La reconnaissance ne complique pas le processus de désignation des élus et ne modifie pas l’équilibre de nos institutions.

86% des Français se déclaraient « favorables » à ce que le vote blanc soit considéré comme un suffrage exprimé et qu’il soit pris en compte lors du calcul du résultat des élections présidentielles [mars 2017 - IFOP pour Synopia].

DÉVELOPPER L’ESPRIT CITOYEN

Pour renforcer la participation électorale, encore faut-il que les citoyens soient pleinement informés et intéressés par l’offre politique. Or les modalités de campagne (tractage, réunions) ont été bouleversées par la crise sanitaire, avec pour effet d’amplifier le désintérêt pour les élections.

Par ailleurs, les 18-25 ans sont parmi les plus abstentionnistes.
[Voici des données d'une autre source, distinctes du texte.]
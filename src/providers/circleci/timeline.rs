//! Row layout for a workflow's job timeline.
//!
//! Each job gets a single effective parent: the dependency that finished
//! last, i.e. the one that actually gated its start. The parent links form a
//! forest under a virtual root, which is packed post-order into contiguous
//! row ranges: a leaf takes one row, an inner job spans exactly the rows of
//! its children. Siblings never overlap.

use std::collections::{HashMap, HashSet};

use chrono::{DateTime, Utc};
use log::{debug, warn};
use serde::Serialize;

use super::types::{Job, Status};

/// Half-open range of row units `[start, end)`.
#[derive(Debug, Clone, Copy, PartialEq, Eq, Serialize)]
pub struct RowRange {
    pub start: usize,
    pub end: usize,
}

impl RowRange {
    /// Number of row units covered.
    pub fn span(&self) -> usize {
        self.end - self.start
    }
}

/// Parent links and packed rows for one workflow's jobs.
#[derive(Debug, Clone, Default)]
pub struct Layout {
    /// Effective parent per job id; `None` is the virtual root.
    pub parents: HashMap<String, Option<String>>,
    /// Children per parent in traversal order; the `None` key lists roots.
    pub children: HashMap<Option<String>, Vec<String>>,
    pub rows: HashMap<String, RowRange>,
    /// Total row units, i.e. the chart height.
    pub height: usize,
}

/// One drawable job rectangle; x is in minutes since the earliest start.
#[derive(Debug, Clone, PartialEq, Serialize)]
pub struct Bar {
    pub job_id: String,
    pub name: String,
    pub status: Status,
    pub job_number: Option<u64>,
    /// Name of the effective parent, if any
    pub after: Option<String>,
    pub rows: RowRange,
    pub start_minutes: f64,
    pub end_minutes: f64,
}

#[derive(Debug, Clone, PartialEq, Serialize)]
pub struct Chart {
    pub bars: Vec<Bar>,
    pub height: usize,
    /// Minutes between the earliest start and the latest stop.
    pub span_minutes: f64,
}

/// Lays out `jobs` (in crawl order) into non-overlapping rows.
///
/// Children are visited by start time, jobs without one last; equal
/// keys keep crawl order. Dependencies that are unknown or have not
/// stopped are ignored, so such a job may end up under the root.
pub fn layout(jobs: &[Job]) -> Layout {
    let by_id: HashMap<&str, &Job> = jobs.iter().map(|job| (job.id.as_str(), job)).collect();

    let parents: HashMap<String, Option<String>> = jobs
        .iter()
        .map(|job| (job.id.clone(), effective_parent(job, &by_id)))
        .collect();

    let mut children: HashMap<Option<String>, Vec<String>> = HashMap::new();
    children.insert(None, Vec::new());
    for job in jobs {
        children.entry(Some(job.id.clone())).or_default();
    }
    for job in jobs {
        let parent = parents.get(&job.id).cloned().flatten();
        children.entry(parent).or_default().push(job.id.clone());
    }
    for ids in children.values_mut() {
        // Stable: equal start times keep crawl order
        ids.sort_by_key(|id| start_key(by_id.get(id.as_str()).and_then(|j| j.started_at)));
    }

    let mut packer = Packer {
        children: &children,
        rows: HashMap::new(),
        visited: HashSet::new(),
    };
    let mut height = packer.pack(None, 0);

    // A parent cycle is unreachable from the root; lay it out as extra roots
    // so every job still owns a row.
    for job in jobs {
        if !packer.visited.contains(job.id.as_str()) {
            warn!("Job {} is not reachable from the root, placing it at the bottom", job.id);
            height = packer.pack(Some(job.id.as_str()), height);
        }
    }

    Layout {
        parents,
        rows: packer.rows,
        children,
        height,
    }
}

fn start_key(started_at: Option<DateTime<Utc>>) -> (bool, Option<DateTime<Utc>>) {
    (started_at.is_none(), started_at)
}

fn effective_parent(job: &Job, by_id: &HashMap<&str, &Job>) -> Option<String> {
    let finished = job.dependencies.iter().filter_map(|dep| match by_id.get(dep.as_str()) {
        Some(dep_job) => dep_job.stopped_at.map(|stop| (stop, dep_job)),
        None => {
            debug!("Job {} depends on unknown job {dep}", job.id);
            None
        }
    });

    // max_by_key keeps the last maximum, so ties go to the later-listed dependency
    finished
        .max_by_key(|(stop, _)| *stop)
        .map(|(_, dep_job)| dep_job.id.clone())
}

struct Packer<'a> {
    children: &'a HashMap<Option<String>, Vec<String>>,
    rows: HashMap<String, RowRange>,
    visited: HashSet<String>,
}

impl Packer<'_> {
    /// Assigns rows to the subtree under `node` starting at row `y`;
    /// returns the first row after it.
    fn pack(&mut self, node: Option<&str>, y: usize) -> usize {
        if let Some(id) = node {
            self.visited.insert(id.to_string());
        }

        let children = self.children;
        let kids: Vec<&String> = children
            .get(&node.map(ToString::to_string))
            .map(|ids| ids.iter().filter(|id| !self.visited.contains(*id)).collect())
            .unwrap_or_default();

        let end = if kids.is_empty() {
            // The root with no jobs has no rows
            if node.is_some() {
                y + 1
            } else {
                y
            }
        } else {
            let mut next = y;
            for kid in kids {
                if !self.visited.contains(kid) {
                    next = self.pack(Some(kid.as_str()), next);
                }
            }
            next
        };

        if let Some(id) = node {
            self.rows.insert(id.to_string(), RowRange { start: y, end });
        }
        end
    }
}

impl Layout {
    /// Job ids in depth-first order from the root, parents before their
    /// children. Jobs stuck in a parent cycle follow, ordered by row.
    pub fn traversal(&self) -> Vec<&str> {
        let mut order = Vec::with_capacity(self.rows.len());
        let mut seen = HashSet::new();
        let mut stack: Vec<&str> = self
            .children
            .get(&None)
            .map(|roots| roots.iter().rev().map(String::as_str).collect())
            .unwrap_or_default();

        while let Some(id) = stack.pop() {
            if !seen.insert(id) {
                continue;
            }
            order.push(id);
            if let Some(kids) = self.children.get(&Some(id.to_string())) {
                stack.extend(kids.iter().rev().map(String::as_str));
            }
        }

        let mut stranded: Vec<&str> = self
            .rows
            .keys()
            .map(String::as_str)
            .filter(|id| !seen.contains(id))
            .collect();
        stranded.sort_by_key(|id| (self.rows[*id].start, self.rows[*id].end, *id));
        order.extend(stranded);
        order
    }

    /// Rectangle geometry for every job with both a start and a stop time,
    /// in [`Layout::traversal`] order. Jobs without them keep their rows but
    /// get no bar.
    pub fn chart(&self, jobs: &[Job]) -> Chart {
        let t0 = jobs.iter().filter_map(|job| job.started_at).min();
        let t1 = jobs.iter().filter_map(|job| job.stopped_at).max();

        let minutes_since = |t: DateTime<Utc>, origin: DateTime<Utc>| {
            #[allow(clippy::cast_precision_loss)]
            let millis = (t - origin).num_milliseconds() as f64;
            millis / 60_000.0
        };

        let by_id: HashMap<&str, &Job> = jobs.iter().map(|job| (job.id.as_str(), job)).collect();
        let bars: Vec<Bar> = match t0 {
            Some(t0) => self
                .traversal()
                .into_iter()
                .filter_map(|id| {
                    let job = by_id.get(id)?;
                    let (start, stop) = (job.started_at?, job.stopped_at?);
                    let rows = *self.rows.get(id)?;
                    let after = self
                        .parents
                        .get(id)
                        .cloned()
                        .flatten()
                        .and_then(|parent| by_id.get(parent.as_str()).map(|p| p.name.clone()));
                    Some(Bar {
                        job_id: job.id.clone(),
                        name: job.name.clone(),
                        status: job.status.clone(),
                        job_number: job.job_number,
                        after,
                        rows,
                        start_minutes: minutes_since(start, t0),
                        end_minutes: minutes_since(stop, t0),
                    })
                })
                .collect(),
            None => Vec::new(),
        };

        let span_minutes = match (t0, t1) {
            (Some(t0), Some(t1)) if t1 > t0 => minutes_since(t1, t0),
            _ => 0.0,
        };

        Chart {
            bars,
            height: self.height,
            span_minutes,
        }
    }
}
Il convient donc d’inscrire durablement les jeunes citoyens dans le processus électoral, pilier de notre démocratie. Les jeunes sont déjà impliqués dans la vie publique, à travers l’engagement associatif, ou la participation directe à des événements politiques, comme des manifestations lycéennes. Il convient d’aller plus loin, en les accompagnant sur le chemin de la citoyenneté.

ASSURER LA PARTICIPATION DES PLUS FRAGILES

La vitalité démocratique suppose la participation de tous, y compris des plus fragiles, dont l’âge ou le handicap peuvent être un handicap pour aller voter. Comme le rappellent Jacqueline Gourault et Dominique Orliac dans leur rapport remis en 2014, le degré d’avancement d’une société s’apprécie au regard de la manière dont elle traite les plus fragiles de ses membres, et des moyens qu’elle leur donne pour qu’ils puissent faire valoir leurs droits et exercer leur devoir civique comme les autres.

La pandémie de la Covid-19 a freiné la participation des citoyens à la vie démocratique de notre pays, et notamment celle des plus fragiles. En particulier, les élections municipales de 2020 ont été marquées par un taux d’abstention record de plus de 55%, contre 38% en 2014. L’accès au vote des personnes les plus fragiles est ainsi revenu au centre des préoccupations. Plus des 2/3 des abstentionnistes ne sont pas allés voter à cause du coronavirus [IFOP-2020].